Death From Above 1979:
Anticipation bustled in the turnover before Black Rebel Motorcycle Club took the stage. This is a big moment for Seattle fans, as it's the first appearance in Washington the band has made since Sasquatch! 2013, and the first time they've played up here outside a festival in twice as long. The mosh pits from DFA had settled, and now, it was time to take in something entirely different, a sound with a similar desire to drive, no doubt, but with a horizon burning longer, brighter, and perhaps more menacing than that of their Toronto counterparts. Adding only one to the total number of bodies on stage, Peter Hayes, Robert Levon Been, and Leah Shapiro formed a harrowing triangle on stage and immediately began to fill the space in between with raucous, vibrant noise. BRMC were loud as can be. If any fan didn't recognize the introductory new song "Bandung Hum", they at least recognized the meditative buzz of a Black Rebel groove, as Been and Hayes seemed to volley energy between them from opposite corners of the massive stage.

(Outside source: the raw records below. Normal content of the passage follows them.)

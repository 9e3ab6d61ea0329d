//! Error types for icon loading.

use thiserror::Error;

use crate::locator::Locator;

/// Errors that can occur while building an image bundle.
///
/// Only failures of the *plain* variant surface here. A missing or
/// undecodable `@2x` variant is a normal condition and is absorbed by the
/// factory, never reported.
#[derive(Error, Debug)]
pub enum LoadError {
    /// The plain image resource could not be read.
    #[error("failed to read image resource `{locator}`: {source}")]
    Read {
        locator: Locator,
        #[source]
        source: std::io::Error,
    },

    /// The plain image resource could not be decoded.
    #[error("failed to decode image resource `{locator}`: {source}")]
    Decode {
        locator: Locator,
        #[source]
        source: image::ImageError,
    },
}

impl LoadError {
    /// The locator of the resource that failed to load.
    pub fn locator(&self) -> &Locator {
        match self {
            LoadError::Read { locator, .. } => locator,
            LoadError::Decode { locator, .. } => locator,
        }
    }
}

/// Result type for icon loading operations.
pub type LoadResult<T> = Result<T, LoadError>;
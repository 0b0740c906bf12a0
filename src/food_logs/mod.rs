mod dto;
pub mod handlers;
pub mod repo;
pub mod services;

use crate::state::AppState;
use axum::Router;

pub fn router() -> Router<AppState> {
    handlers::food_log_routes()
}
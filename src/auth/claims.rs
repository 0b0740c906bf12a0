use serde::{Deserialize, Serialize};
use uuid::Uuid;

/// Type of JWT: access or refresh.
#[derive(Debug, Clone, Copy, Serialize, Deserialize, PartialEq, Eq)]
#[serde(rename_all = "lowercase")]
pub enum TokenKind {
    #[serde(alias = "Access")]
    Access,
    #[serde(alias = "Refresh")]
    Refresh,
}

/// JWT payload used for authentication.
#[derive(Debug, Clone, Serialize, Deserialize)]
pub struct Claims {
    pub sub: Uuid,       // user ID
    pub iat: usize,      // issued at (unix timestamp)
    pub exp: usize,      // expires at (unix timestamp)
    pub iss: String,     // issuer
    pub aud: String,     // audience
    pub kind: TokenKind, // token type
}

Breaking next into "Rival" from Specter At The Feast and the title track from Beat The Devil's Tattoo, the crowd reaction loosened, letting the sonic blast flow over them in glistening wonder. Hayes and Been find brilliant ways to pass power between them, letting each track roll on in bloodstained glory without missing a beat. As the trio tears into "Let The Day Begin", their cover of the classic by The Call, you can feel a palpable wonder in the room. Maybe it's Jesse from DFA offstage somewhere, sharing this moment with Robert as he rips into that bass line, the one his father wrote so many years ago. Three different shades of bass mastery, all rolled into one magnificent show. Julie Edwards was right - this is the rock n roll circus, and it might be the best one you catch this year.